Encountering pokemon in the wild has gotten a major change from all the titles in the past. Now, wild pokemon will be visibly milling about as you travel through tall grass, forested areas, and caves. This gives players the option of avoiding battles entirely. This also helps out when looking for a particular pokemon, saving all the time and energy usually wasted on random chance encounters.
The catching system has also gotten an overhaul. When engaged with a wild pokemon, the player now has the option to use a Joy Con Controller in a throwing motion to simulate the throwing of a poke ball in game. To do so, hold the controller upwards, as if pulling back for a real throw, hold down the “A” button, and then come downward with the controller, giving a visual on screen of a poke ball coming right at the pokemon. An incorrectly angled throw will be reflected in game. This is noticeably similar to the catching system used in the mobile game Pokemon GO, where players must throw, or rather “flick,” a poke ball at a pokemon in stead of just choosing a “throw” option. And just like Pokemon GO, the Switch titles now have rings around the wild pokemon to indicate the type of throw you make, as well as incorporate the pokemon being able to interrupt a catch through movement or taunt. During these wild encounters, the demo only allowed me to throw poke balls and use berries, leaving out the option to actually battle with them. It is unknown if this will is how catching pokemon will be in the new games or if this was just for the demo.
My favorite part by far was getting to use the new Poke Ball Plus Controller, which is a close replica of a normal poke ball in the game. The round shape and the small size felt great in the hand. Unlike the Joy Con Controllers, the Poke Ball Plus only comes with an “A” and a “B” button, as well as an analog stick. The stick doubles as the “A” button and the top of the Poke Ball Plus is the “B”. To avoid any incidents of broken TVs or hurting others, the Poke Ball Plus comes with not only a wrist strap, but also a small-plastic ring that is to fit over the ring finger of the hand you’re using. This newly-added ring is to also prevent you from hitting yourself with the controller if you were to let go, said the man walking me through the demo. The Poke Ball Plus’ uses isn’t limited to just a controller. You can also upload a pokemon from the game into the Poke Ball Plus and take it with you wherever you go.

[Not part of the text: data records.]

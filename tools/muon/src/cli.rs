//! Command-line interface definitions for muon.

use std::path::PathBuf;

use clap::Parser;

/// Pedantic checking of DWARF stored in ELF files.
#[derive(Parser)]
#[command(name = "muon", version, about)]
pub struct Cli {
    /// Object files to check.
    #[arg(value_name = "FILE", required = true)]
    pub files: Vec<PathBuf>,

    /// Be extremely strict; also flag string-table bloat.
    #[arg(long)]
    pub strict: bool,

    /// The binary was created with a GNU toolchain and is therefore known
    /// to be broken in certain ways.
    #[arg(long)]
    pub gnu: bool,

    /// Don't complain if files have no DWARF at all.
    #[arg(long, short = 'i')]
    pub ignore_missing: bool,

    /// Do not print anything if successful.
    #[arg(long, short = 'q')]
    pub quiet: bool,
}
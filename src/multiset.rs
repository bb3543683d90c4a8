//! An ordered multiset: like [`Set`][crate::Set] but every insert succeeds, so a value can be
//! stored any number of times.
//!
//! # Examples
//!
//! ```
//! use rbtree::Multiset;
//!
//! let mut bag = Multiset::new();
//! bag.insert("apple");
//! bag.insert("pear");
//! bag.insert("apple");
//!
//! assert_eq!(bag.len(), 3);
//! assert_eq!(bag.count(&"apple"), 2);
//!
//! // Erasing takes out one copy at a time.
//! assert!(bag.erase(&"apple"));
//! assert_eq!(bag.count(&"apple"), 1);
//!
//! let values: Vec<_> = bag.iter().collect();
//! assert_eq!(values, [&"apple", &"pear"]);
//! ```

use std::borrow::Borrow;
use std::fmt;

use crate::error::Error;
use crate::iter::{IntoKeys, Keys};
use crate::tree::{Multi, Tree};

/// Iterator over the values of a [`Multiset`] in ascending order.
pub type Iter<'a, T> = Keys<'a, T, ()>;

/// Owning iterator over the values of a [`Multiset`] in ascending order.
pub type IntoIter<T> = IntoKeys<T, ()>;

/// An ordered multiset backed by a red-black tree. Equal values are iterated in the order they
/// were inserted.
pub struct Multiset<T> {
    tree: Tree<T, (), Multi>,
}

impl<T> Default for Multiset<T> {
    fn default() -> Self {
        Self::new()
    }
}

impl<T: Clone> Clone for Multiset<T> {
    fn clone(&self) -> Self {
        Self {
            tree: self.tree.clone(),
        }
    }
}

impl<T: fmt::Debug> fmt::Debug for Multiset<T> {
    fn fmt(&self, f: &mut fmt::Formatter<'_>) -> fmt::Result {
        f.debug_list().entries(self.iter()).finish()
    }
}

/// Two multisets are equal when their sorted sequences of values, duplicates included, are.
impl<T: PartialEq> PartialEq for Multiset<T> {
    fn eq(&self, other: &Self) -> bool {
        self.len() == other.len() && self.iter().eq(other.iter())
    }
}

impl<T: Eq> Eq for Multiset<T> {}

impl<T> Multiset<T> {
    /// Generates a new, empty `Multiset`.
    pub fn new() -> Self {
        Self { tree: Tree::new() }
    }

    /// The number of values in the multiset, counting every copy.
    pub fn len(&self) -> usize {
        self.tree.len()
    }

    /// Returns `true` if the multiset holds no values.
    pub fn is_empty(&self) -> bool {
        self.tree.is_empty()
    }

    /// Removes every value.
    pub fn clear(&mut self) {
        self.tree.clear();
    }

    /// Iterates over the values in ascending order.
    pub fn iter(&self) -> Iter<'_, T> {
        Keys(self.tree.iter())
    }

    /// The smallest value.
    pub fn min(&self) -> Result<&T, Error> {
        self.tree.min().map(|(value, _)| value)
    }

    /// The largest value.
    pub fn max(&self) -> Result<&T, Error> {
        self.tree.max().map(|(value, _)| value)
    }
}

impl<T: Ord> Multiset<T> {
    /// Adds another copy of `value`.
    pub fn insert(&mut self, value: T) {
        let inserted = self.tree.insert(value, ());
        debug_assert!(inserted);
    }

    /// Inserts each value in turn. Every insert into a multiset succeeds, so the returned flags
    /// are all `true`; they line up with [`Set::insert_many`][crate::Set::insert_many].
    ///
    /// # Examples
    ///
    /// ```
    /// use rbtree::Multiset;
    ///
    /// let mut bag = Multiset::new();
    /// assert_eq!(bag.insert_many([3, 1, 3]), [true, true, true]);
    /// assert_eq!(bag.count(&3), 2);
    /// ```
    pub fn insert_many<I: IntoIterator<Item = T>>(&mut self, values: I) -> Vec<bool> {
        values
            .into_iter()
            .map(|value| {
                self.insert(value);
                true
            })
            .collect()
    }

    /// Removes one copy of `value`. Returns `false` if there was none.
    pub fn erase<Q>(&mut self, value: &Q) -> bool
    where
        T: Borrow<Q>,
        Q: Ord + ?Sized,
    {
        self.tree.erase(value).is_some()
    }

    /// Removes every copy of `value` and returns how many there were.
    pub fn erase_all<Q>(&mut self, value: &Q) -> usize
    where
        T: Borrow<Q>,
        Q: Ord + ?Sized,
    {
        let mut erased = 0;
        while self.tree.erase(value).is_some() {
            erased += 1;
        }
        erased
    }

    /// Returns `true` if at least one copy of `value` is stored.
    pub fn contains<Q>(&self, value: &Q) -> bool
    where
        T: Borrow<Q>,
        Q: Ord + ?Sized,
    {
        self.tree.contains(value)
    }

    /// How many copies of `value` are stored.
    pub fn count<Q>(&self, value: &Q) -> usize
    where
        T: Borrow<Q>,
        Q: Ord + ?Sized,
    {
        self.tree.count(value)
    }

    /// Potentially finds a stored value equal to `value`.
    pub fn get<Q>(&self, value: &Q) -> Option<&T>
    where
        T: Borrow<Q>,
        Q: Ord + ?Sized,
    {
        self.tree.get(value).map(|(value, _)| value)
    }

    /// Finds a stored value equal to `value` or fails with [`Error::KeyNotFound`].
    pub fn find<Q>(&self, value: &Q) -> Result<&T, Error>
    where
        T: Borrow<Q>,
        Q: Ord + ?Sized,
    {
        self.get(value).ok_or(Error::KeyNotFound)
    }

    /// Returns `true` if the backing tree satisfies every red-black property.
    pub fn is_red_black_tree(&self) -> bool {
        self.tree.is_red_black_tree()
    }
}

impl<T: Ord> FromIterator<T> for Multiset<T> {
    fn from_iter<I: IntoIterator<Item = T>>(iter: I) -> Self {
        let mut multiset = Self::new();
        multiset.extend(iter);
        multiset
    }
}

impl<T: Ord> Extend<T> for Multiset<T> {
    fn extend<I: IntoIterator<Item = T>>(&mut self, iter: I) {
        for value in iter {
            self.insert(value);
        }
    }
}

impl<T> IntoIterator for Multiset<T> {
    type Item = T;
    type IntoIter = IntoIter<T>;

    fn into_iter(self) -> Self::IntoIter {
        IntoKeys(self.tree.into_iter())
    }
}

impl<'a, T> IntoIterator for &'a Multiset<T> {
    type Item = &'a T;
    type IntoIter = Iter<'a, T>;

    fn into_iter(self) -> Self::IntoIter {
        self.iter()
    }
}
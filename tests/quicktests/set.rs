use rbtree::Set;

use std::collections::BTreeSet;

use crate::{init_logging, Op};

/// Applies a set of operations to a `Set` and a `BTreeSet`, checking that both report the same
/// outcome for every operation.
fn do_ops<T>(ops: &[Op<T, ()>], set: &mut Set<T>, model: &mut BTreeSet<T>) -> bool
where
    T: Ord + Clone,
{
    for op in ops {
        let agreed = match op {
            Op::Insert(x, ()) => set.insert(x.clone()) == model.insert(x.clone()),
            Op::Erase(x) => set.erase(x) == model.remove(x),
        };
        if !agreed || !set.is_red_black_tree() {
            return false;
        }
    }

    true
}

#[quickcheck]
fn fuzz_multiple_operations_i8(ops: Vec<Op<i8, ()>>) -> bool {
    init_logging();
    let mut set = Set::new();
    let mut model = BTreeSet::new();

    do_ops(&ops, &mut set, &mut model)
        && set.len() == model.len()
        && set.iter().eq(model.iter())
}

#[quickcheck]
fn contains_not(xs: Vec<i8>, nots: Vec<i8>) -> bool {
    let set: Set<_> = xs.iter().copied().collect();
    let added: BTreeSet<_> = xs.into_iter().collect();

    nots.iter()
        .filter(|x| !added.contains(*x))
        .all(|x| !set.contains(x) && set.get(x).is_none())
}

#[quickcheck]
fn min_and_max(xs: Vec<i16>) -> bool {
    let set: Set<_> = xs.iter().copied().collect();

    set.min().ok() == xs.iter().min() && set.max().ok() == xs.iter().max()
}

#[quickcheck]
fn iterates_from_both_ends(xs: Vec<u8>) -> bool {
    let set: Set<_> = xs.iter().copied().collect();
    let model: BTreeSet<_> = xs.into_iter().collect();

    set.iter().rev().eq(model.iter().rev()) && set.into_iter().eq(model.into_iter())
}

I was told it should have around six-hours of battery life when using it this way. When a pokemon is inside, press the “A” button and then shake the ball to have the pokemon give its signature cry from the game. It is not confirmed yet what benefits the pokemon will receive when traveling in the Poke Ball Plus. The Poke Ball Plus can also be used for the Pokemon GO mobile game, acting as a Pokemon Go Plus device. When they release November 16th right along the Switch games, they can be purchased separately or bundled with Let’s Go Pikachu or Let’s Go Eevee.
Was the three and a half hour worth it? Perhaps. In the least, I was extremely happy to try out the Poke Ball Plus Controller. I’m for sure going to get it.